Work to complete:
Your answer must be a word-for-word copy of the data.

(Saved data entries)
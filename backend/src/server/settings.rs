//! Server settings loaded via OrthoConfig.
//!
//! Values come from CLI flags, `EVENTS_*` environment variables, and an
//! optional configuration file, in that order of precedence.

use std::net::{AddrParseError, IpAddr, SocketAddr};

use ortho_config::OrthoConfig;
use serde::Deserialize;

const DEFAULT_BIND_HOST: &str = "0.0.0.0";
const DEFAULT_BIND_PORT: u16 = 8080;

/// Startup configuration for the event API server.
#[derive(Debug, Clone, Deserialize, OrthoConfig)]
#[ortho_config(prefix = "EVENTS")]
pub struct ServerSettings {
    /// Interface to listen on.
    pub bind_host: Option<String>,
    /// Port to listen on.
    pub bind_port: Option<u16>,
    /// PostgreSQL URL; in-memory stores are used when absent.
    pub database_url: Option<String>,
    /// Upper bound on pooled database connections.
    pub database_max_connections: Option<u32>,
    /// Address of the administrator account seeded at startup.
    pub admin_email: Option<String>,
    /// Password of the administrator account seeded at startup.
    pub admin_password: Option<String>,
    /// Apply pending schema migrations before serving.
    #[ortho_config(default = true)]
    pub run_migrations: bool,
}

impl ServerSettings {
    /// Interface to listen on, defaulting to all interfaces.
    pub fn bind_host(&self) -> &str {
        self.bind_host.as_deref().unwrap_or(DEFAULT_BIND_HOST)
    }

    /// Port to listen on, defaulting to 8080.
    pub fn bind_port(&self) -> u16 {
        self.bind_port.unwrap_or(DEFAULT_BIND_PORT)
    }

    /// Socket address built from the host and port.
    ///
    /// # Errors
    /// Returns [`AddrParseError`] when the host is not an IP address.
    pub fn bind_addr(&self) -> Result<SocketAddr, AddrParseError> {
        let host: IpAddr = self.bind_host().parse()?;
        Ok(SocketAddr::new(host, self.bind_port()))
    }

    /// Database URL, ignoring blank values.
    pub fn database_url(&self) -> Option<&str> {
        self.database_url
            .as_deref()
            .map(str::trim)
            .filter(|url| !url.is_empty())
    }

    /// Pool size, defaulting to the pool's own default.
    pub fn database_max_connections(&self) -> u32 {
        self.database_max_connections
            .unwrap_or(event_api::outbound::persistence::DEFAULT_MAX_CONNECTIONS)
    }

    /// Administrator credentials when both halves are configured.
    pub fn admin_credentials(&self) -> Option<(&str, &str)> {
        match (self.admin_email.as_deref(), self.admin_password.as_deref()) {
            (Some(email), Some(password)) => Some((email, password)),
            _ => None,
        }
    }
}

Finished task:
filename backend/src/server/settings.rs
//! Server settings loaded via OrthoConfig.
//!
//! Values come from CLI flags, `EVENTS_*` environment variables, and an
//! optional configuration file, in that order of precedence.

use std::net::{AddrParseError, IpAddr, SocketAddr};

use ortho_config::OrthoConfig;
use serde::Deserialize;

const DEFAULT_BIND_HOST: &str = "0.0.0.0";
const DEFAULT_BIND_PORT: u16 = 8080;

/// Startup configuration for the event API server.
#[derive(Debug, Clone, Deserialize, OrthoConfig)]
#[ortho_config(prefix = "EVENTS")]
pub struct ServerSettings {
    /// Interface to listen on.
    pub bind_host: Option<String>,
    /// Port to listen on.
    pub bind_port: Option<u16>,
    /// PostgreSQL URL; in-memory stores are used when absent.
    pub database_url: Option<String>,
    /// Upper bound on pooled database connections.
    pub database_max_connections: Option<u32>,
    /// Address of the administrator account seeded at startup.
    pub admin_email: Option<String>,
    /// Password of the administrator account seeded at startup.
    pub admin_password: Option<String>,
    /// Apply pending schema migrations before serving.
    #[ortho_config(default = true)]
    pub run_migrations: bool,
}

impl ServerSettings {
    /// Interface to listen on, defaulting to all interfaces.
    pub fn bind_host(&self) -> &str {
        self.bind_host.as_deref().unwrap_or(DEFAULT_BIND_HOST)
    }

    /// Port to listen on, defaulting to 8080.
    pub fn bind_port(&self) -> u16 {
        self.bind_port.unwrap_or(DEFAULT_BIND_PORT)
    }

    /// Socket address built from the host and port.
    ///
    /// # Errors
    /// Returns [`AddrParseError`] when the host is not an IP address.
    pub fn bind_addr(&self) -> Result<SocketAddr, AddrParseError> {
        let host: IpAddr = self.bind_host().parse()?;
        Ok(SocketAddr::new(host, self.bind_port()))
    }

    /// Database URL, ignoring blank values.
    pub fn database_url(&self) -> Option<&str> {
        self.database_url
            .as_deref()
            .map(str::trim)
            .filter(|url| !url.is_empty())
    }

    /// Pool size, defaulting to the pool's own default.
    pub fn database_max_connections(&self) -> u32 {
        self.database_max_connections
            .unwrap_or(event_api::outbound::persistence::DEFAULT_MAX_CONNECTIONS)
    }

    /// Administrator credentials when both halves are configured.
    pub fn admin_credentials(&self) -> Option<(&str, &str)> {
        match (self.admin_email.as_deref(), self.admin_password.as_deref()) {
            (Some(email), Some(password)) => Some((email, password)),
            _ => None,
        }
    }
}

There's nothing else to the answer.